Julia Basics

Julia Basics

Binder

The result is also display at tutorial page

In this section, we are going to run julia with Jupyter. The purpose of this hands-on session is to give an overview about using Julia programming language and some essential feature about it. There are numerous learning materials listed in the workshop appendix.

Activate Environment

The Pkg is the package manager. In the beginning of the project, use Pkg.activate to locate the project.toml that lists required packages. Later on, Pkg.insantiate can install all packages.

using Pkg
Pkg.activate("tutorial")
Pkg.instantiate()
  Activating project at `~/Documents/GitHub/Julia-for-SciML/hands-on/tutorial`

] is the shorthand to use Pkg api. The ] st command shows the installed packages and the version. The specified version is listed in manifest.toml. There are other useful commands:

  1. Resolve conflicting packages: ] resolve
  2. Upgrade packages: ] up
  3. Precompilation: ] precompile
  4. Remove packages: ] rm packageA packageB
  5. Add packages: ] add packagesA packageB
] st
Status `~/Documents/GitHub/Julia-for-SciML/hands-on/tutorial/Project.toml`
  [6e4b80f9] BenchmarkTools v1.3.1
  [0c46a032] DifferentialEquations v7.6.0
  [961ee093] ModelingToolkit v8.29.1
  [91a5bcdd] Plots v1.35.5
  [90137ffa] StaticArrays v1.5.9

Import packages

There are two ways to import packages in Julia: using and import.

using packageA
import packageB as B

When applying using, namespace prefix is not needed except the function is not exported from package or there is a conflict. On the other hand, import works just like Python’s import, and namespace is required.

precompilation

  • During importing packages, precompilation will start and take some time to complete. Noted that it only takes time for the first run.

Library

In this tutorial, we will need two packages: - BenchmarkTools.jl: measure the allocation and time elapse of commands - DifferentialEquations: Differential Equation solver

using BenchmarkTools
using StaticArrays
using DifferentialEquations
using Plots
using LinearAlgebra, Statistics

Documentation

The ? command can be used to search documentation of the function or variable

?@btime
@btime expression [other parameters...]

Similar to the @time macro included with Julia, this executes an expression, printing the time it took to execute and the memory allocated before returning the value of the expression.

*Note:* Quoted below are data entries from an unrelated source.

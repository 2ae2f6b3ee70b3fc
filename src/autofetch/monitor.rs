use std::collections::HashMap;
use std::sync::atomic::{AtomicBool, Ordering};
use std::sync::{Arc, Mutex, MutexGuard, PoisonError};
use std::time::Duration;

use chrono::Utc;
use tokio::sync::Notify;
use tokio::task::JoinHandle;
use tokio::time::{Instant, MissedTickBehavior};
use tracing::{debug, error, info, warn};

use super::{Delivery, FileDescriptor, FolderMapping, MappingStore};
use crate::config::AutoFetchSettings;
use crate::error::{PollError, StoreError};
use crate::services::StorageBackend;

/// Result of one poll cycle
#[derive(Debug, Clone, PartialEq, Eq)]
pub enum PollOutcome {
    /// Mapping missing or inactive; nothing was done
    Skipped,
    /// Folder has no eligible file
    Empty,
    /// Latest file was already delivered
    Unchanged,
    Delivered { file_id: String, file_name: String },
    /// Listing or delivery failed; the mapping stays active
    Failed { retry_count: u32 },
    /// Retry budget exhausted; the mapping was deactivated and its timer cancelled
    Paused { retry_count: u32 },
}

/// Cancellation flag for one folder timer.
/// Cancelling stops future cycles; a cycle already running completes.
struct CancelToken {
    cancelled: AtomicBool,
    notify: Notify,
}

impl CancelToken {
    fn new() -> Self {
        Self {
            cancelled: AtomicBool::new(false),
            notify: Notify::new(),
        }
    }

    fn cancel(&self) {
        self.cancelled.store(true, Ordering::SeqCst);
        // Single waiter: notify_one keeps a permit if the timer is mid-cycle
        self.notify.notify_one();
    }

    fn is_cancelled(&self) -> bool {
        self.cancelled.load(Ordering::SeqCst)
    }

    async fn cancelled(&self) {
        while !self.is_cancelled() {
            self.notify.notified().await;
        }
    }
}

struct TimerHandle {
    cancel: Arc<CancelToken>,
    task: JoinHandle<()>,
}

enum CycleResult {
    Empty,
    Unchanged,
    Delivered(FileDescriptor),
}

pub(super) struct MonitorInner {
    pub(super) check_interval: Duration,
    first_check_delay: Duration,
    max_retries: u32,
    store: Arc<dyn MappingStore>,
    pub(super) storage: Arc<dyn StorageBackend>,
    pub(super) delivery: Delivery,
    pub(super) mappings: Mutex<HashMap<String, FolderMapping>>,
    timers: Mutex<HashMap<String, TimerHandle>>,
    /// Per-folder exclusion so two cycles of one folder never overlap
    poll_gates: Mutex<HashMap<String, Arc<tokio::sync::Mutex<()>>>>,
    /// Makes snapshot-then-write of the store one exclusive section
    persist_lock: tokio::sync::Mutex<()>,
}

/// Lock a std mutex, recovering the data if a holder panicked
pub(super) fn lock<T>(mutex: &Mutex<T>) -> MutexGuard<'_, T> {
    mutex.lock().unwrap_or_else(PoisonError::into_inner)
}

/// Owns the mapping set and one polling task per active folder.
///
/// Cheap to clone; clones share the same state.
#[derive(Clone)]
pub struct FolderMonitor {
    pub(super) inner: Arc<MonitorInner>,
}

impl FolderMonitor {
    pub fn new(
        settings: &AutoFetchSettings,
        store: Arc<dyn MappingStore>,
        storage: Arc<dyn StorageBackend>,
        delivery: Delivery,
    ) -> Self {
        Self {
            inner: Arc::new(MonitorInner {
                check_interval: settings.check_interval(),
                first_check_delay: settings.first_check_delay(),
                max_retries: settings.max_retries(),
                store,
                storage,
                delivery,
                mappings: Mutex::new(HashMap::new()),
                timers: Mutex::new(HashMap::new()),
                poll_gates: Mutex::new(HashMap::new()),
                persist_lock: tokio::sync::Mutex::new(()),
            }),
        }
    }

    /// Load the persisted mapping set, replacing the in-memory one.
    ///
    /// Active records whose retry count already reached the limit (e.g. after
    /// `max_retries` was lowered) are paused. An empty store is written back so
    /// the file exists afterwards.
    pub async fn restore(&self) -> Result<usize, StoreError> {
        let mut loaded = self.inner.store.load_all().await?;
        let count = loaded.len();
        let mut paused = 0;
        for mapping in loaded.values_mut() {
            if mapping.is_active && mapping.retry_count >= self.inner.max_retries {
                mapping.is_active = false;
                paused += 1;
                warn!(
                    folder_id = %mapping.folder_id,
                    retry_count = mapping.retry_count,
                    "retry limit already reached, pausing restored mapping"
                );
            }
        }
        *lock(&self.inner.mappings) = loaded;
        if count == 0 || paused > 0 {
            self.inner.persist().await?;
        }
        info!(count, paused, "loaded auto-fetch mappings");
        Ok(count)
    }

    /// (Re)start the periodic poll for one folder. Any existing timer for the
    /// folder is cancelled first. Returns false if the mapping is missing or inactive.
    pub fn start_monitoring(&self, folder_id: &str) -> bool {
        self.inner.start_timer(folder_id)
    }

    /// Cancel the folder's timer if it has one
    pub fn stop_monitoring(&self, folder_id: &str) {
        self.inner.stop_timer(folder_id);
    }

    /// Start timers for every active mapping. Does nothing while storage is unavailable.
    pub fn start_all(&self) -> usize {
        if !self.inner.storage.is_available() {
            warn!("drive storage not configured, auto-fetch monitoring disabled");
            return 0;
        }
        let active: Vec<String> = lock(&self.inner.mappings)
            .values()
            .filter(|m| m.is_active)
            .map(|m| m.folder_id.clone())
            .collect();
        let started = active.iter().filter(|id| self.inner.start_timer(id)).count();
        info!(started, "auto-fetch monitoring started");
        started
    }

    /// Cancel every timer. Cycles already running still finish and persist.
    pub fn stop_all(&self) {
        let stopped: Vec<TimerHandle> = lock(&self.inner.timers).drain().map(|(_, h)| h).collect();
        for handle in &stopped {
            handle.cancel.cancel();
        }
        info!(stopped = stopped.len(), "auto-fetch monitoring stopped");
    }

    /// Cancel every timer and wait for in-flight cycles to finish
    pub async fn shutdown(&self) {
        let handles: Vec<TimerHandle> = lock(&self.inner.timers).drain().map(|(_, h)| h).collect();
        for handle in &handles {
            handle.cancel.cancel();
        }
        for handle in handles {
            let _ = handle.task.await;
        }
    }

    /// Run one poll cycle for the folder. Normally driven by the folder's timer.
    pub async fn poll_once(&self, folder_id: &str) -> PollOutcome {
        self.inner.poll_once(folder_id).await
    }

    pub fn is_monitoring(&self, folder_id: &str) -> bool {
        lock(&self.inner.timers).contains_key(folder_id)
    }

    /// Number of live folder timers
    pub fn active_monitor_count(&self) -> usize {
        lock(&self.inner.timers).len()
    }

    pub fn check_interval(&self) -> Duration {
        self.inner.check_interval
    }

    pub fn max_retries(&self) -> u32 {
        self.inner.max_retries
    }

    pub fn storage_available(&self) -> bool {
        self.inner.storage.is_available()
    }

    /// Snapshot of one mapping
    pub fn mapping(&self, folder_id: &str) -> Option<FolderMapping> {
        lock(&self.inner.mappings).get(folder_id).cloned()
    }
}

impl MonitorInner {
    fn start_timer(self: &Arc<Self>, folder_id: &str) -> bool {
        let active = lock(&self.mappings)
            .get(folder_id)
            .map(|m| m.is_active)
            .unwrap_or(false);
        if !active {
            return false;
        }

        let cancel = Arc::new(CancelToken::new());
        let task = tokio::spawn(run_timer(self.clone(), folder_id.to_string(), cancel.clone()));
        let previous = lock(&self.timers).insert(folder_id.to_string(), TimerHandle { cancel, task });
        if let Some(previous) = previous {
            previous.cancel.cancel();
        }
        info!(folder_id, interval_secs = self.check_interval.as_secs(), "monitoring folder");
        true
    }

    fn stop_timer(&self, folder_id: &str) {
        let removed = lock(&self.timers).remove(folder_id);
        if let Some(handle) = removed {
            handle.cancel.cancel();
            info!(folder_id, "stopped monitoring folder");
        }
    }

    pub(super) fn forget_gate(&self, folder_id: &str) {
        lock(&self.poll_gates).remove(folder_id);
    }

    pub(super) fn poll_gate(&self, folder_id: &str) -> Arc<tokio::sync::Mutex<()>> {
        lock(&self.poll_gates)
            .entry(folder_id.to_string())
            .or_insert_with(|| Arc::new(tokio::sync::Mutex::new(())))
            .clone()
    }

    /// Write the full mapping set. Failures are logged; memory stays authoritative.
    pub(super) async fn persist(&self) -> Result<(), StoreError> {
        let _guard = self.persist_lock.lock().await;
        let snapshot = lock(&self.mappings).clone();
        let result = self.store.save_all(&snapshot).await;
        if let Err(e) = &result {
            warn!(error = %e, "failed to save auto-fetch mappings");
        }
        result
    }

    async fn poll_once(&self, folder_id: &str) -> PollOutcome {
        let gate = self.poll_gate(folder_id);
        let _serial = gate.lock().await;

        // Always read the mapping fresh; never reuse state across cycles
        let mapping = lock(&self.mappings).get(folder_id).cloned();
        let Some(mapping) = mapping.filter(|m| m.is_active) else {
            return PollOutcome::Skipped;
        };

        debug!(folder_id, "checking folder for new files");
        let result = self.check_folder(&mapping).await;

        let outcome = {
            let mut mappings = lock(&self.mappings);
            let Some(current) = mappings.get_mut(folder_id) else {
                debug!(folder_id, "mapping removed during poll, result discarded");
                return PollOutcome::Skipped;
            };
            if current.added_at != mapping.added_at {
                debug!(folder_id, "mapping replaced during poll, result discarded");
                return PollOutcome::Skipped;
            }
            let toggled = current.generation != mapping.generation;
            current.last_check_time = Utc::now();

            match result {
                Ok(CycleResult::Delivered(file)) => {
                    current.last_file_id = Some(file.id.clone());
                    current.last_file_name = Some(file.name.clone());
                    current.send_first_file = false;
                    current.retry_count = 0;
                    PollOutcome::Delivered {
                        file_id: file.id,
                        file_name: file.name,
                    }
                }
                // Paused or resumed while suspended: the retry state belongs to the toggle
                _ if toggled => {
                    debug!(folder_id, "mapping toggled during poll, result discarded");
                    PollOutcome::Skipped
                }
                Ok(CycleResult::Empty) => {
                    current.retry_count = 0;
                    debug!(folder_id, "no eligible files in folder");
                    PollOutcome::Empty
                }
                Ok(CycleResult::Unchanged) => {
                    current.retry_count = 0;
                    debug!(folder_id, "no new files in folder");
                    PollOutcome::Unchanged
                }
                Err(e) => {
                    current.retry_count = current.retry_count.saturating_add(1);
                    let retry_count = current.retry_count;
                    if retry_count >= self.max_retries {
                        current.is_active = false;
                        error!(
                            folder_id,
                            retry_count,
                            error = %e,
                            "max retries reached, pausing monitoring"
                        );
                        PollOutcome::Paused { retry_count }
                    } else {
                        warn!(folder_id, retry_count, error = %e, "poll cycle failed");
                        PollOutcome::Failed { retry_count }
                    }
                }
            }
        };

        if matches!(outcome, PollOutcome::Paused { .. }) {
            self.stop_timer(folder_id);
        }
        let _ = self.persist().await;
        outcome
    }

    async fn check_folder(&self, mapping: &FolderMapping) -> Result<CycleResult, PollError> {
        let latest = self
            .storage
            .latest_eligible_file(&mapping.folder_id)
            .await
            .map_err(PollError::Listing)?;

        let Some(file) = latest else {
            return Ok(CycleResult::Empty);
        };
        if !mapping.is_new_file(&file) {
            return Ok(CycleResult::Unchanged);
        }

        if mapping.last_file_id.is_none() {
            info!(folder_id = %mapping.folder_id, file = %file.name, "sending latest file on first setup");
        } else {
            info!(folder_id = %mapping.folder_id, file = %file.name, "new file detected");
        }

        if self.delivery.deliver(mapping, &file).await {
            Ok(CycleResult::Delivered(file))
        } else {
            Err(PollError::Delivery(file.name))
        }
    }
}

/// Per-folder timer: one early poll shortly after start, then one per interval
async fn run_timer(inner: Arc<MonitorInner>, folder_id: String, cancel: Arc<CancelToken>) {
    let start = Instant::now();
    tokio::select! {
        biased;
        _ = cancel.cancelled() => return,
        _ = tokio::time::sleep(inner.first_check_delay) => {}
    }

    let mut ticker = tokio::time::interval_at(start + inner.check_interval, inner.check_interval);
    ticker.set_missed_tick_behavior(MissedTickBehavior::Delay);

    loop {
        if cancel.is_cancelled() {
            return;
        }
        inner.poll_once(&folder_id).await;

        tokio::select! {
            biased;
            _ = cancel.cancelled() => return,
            _ = ticker.tick() => {}
        }
    }
}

Unlike @time, it uses the @benchmark macro, and accepts all of the same additional parameters as @benchmark. The printed time is the minimum elapsed time measured during the benchmark.

Multiple Dispatch

methods(exp)
# 22 methods for generic function exp:

Data Types

x = 1.
1.0
typeof(x)
Float64
s = "julia" 
"julia"
typeof(s)
String
c = 1 + 1im
1 + 1im
typeof(c)
Complex{Int64}
function add(a,b)
    return a+b
end

add(x,x)
2.0

Referencing items

xs = [1,2,3,4]
4-element Vector{Int64}:
 1
 2
 3
 4
xs[end]
4
xs[1] #julia index starts from 1
1
xs[end-1]
3
xs[1:2]
2-element Vector{Int64}:
 1
 2
function add(a::T,b::T) where T<: AbstractVector
    return a .+ b
end

add(xs,xs)
4-element Vector{Int64}:
 2
 4
 6
 8
add(xs,xs)
4-element Vector{Int64}:
 2
 4
 6
 8
xs .+ xs
4-element Vector{Int64}:
 2
 4
 6
 8
d = Dict("Name" => "Alex", "age"=> 12)
Dict{String, Any} with 2 entries:
  "Name" => "Alex"
  "age"  => 12

Iterations

for x in xs
    println(x)
end
1
2
3
4
for i in eachindex(xs)
    println(xs[i])
end
1
2
3
4
?eachindex
search: eachindex
eachindex(A...)

Create an iterable object for visiting each index of an AbstractArray A in an efficient manner. For array types that have opted into fast linear indexing (like Array), this is simply the range 1:length(A). For other array types, return a specialized Cartesian range to efficiently index into the array with indices specified for every dimension. For other iterables, including strings and dictionaries, return an iterator object supporting arbitrary index types (e.g. unevenly spaced or non-integer indices).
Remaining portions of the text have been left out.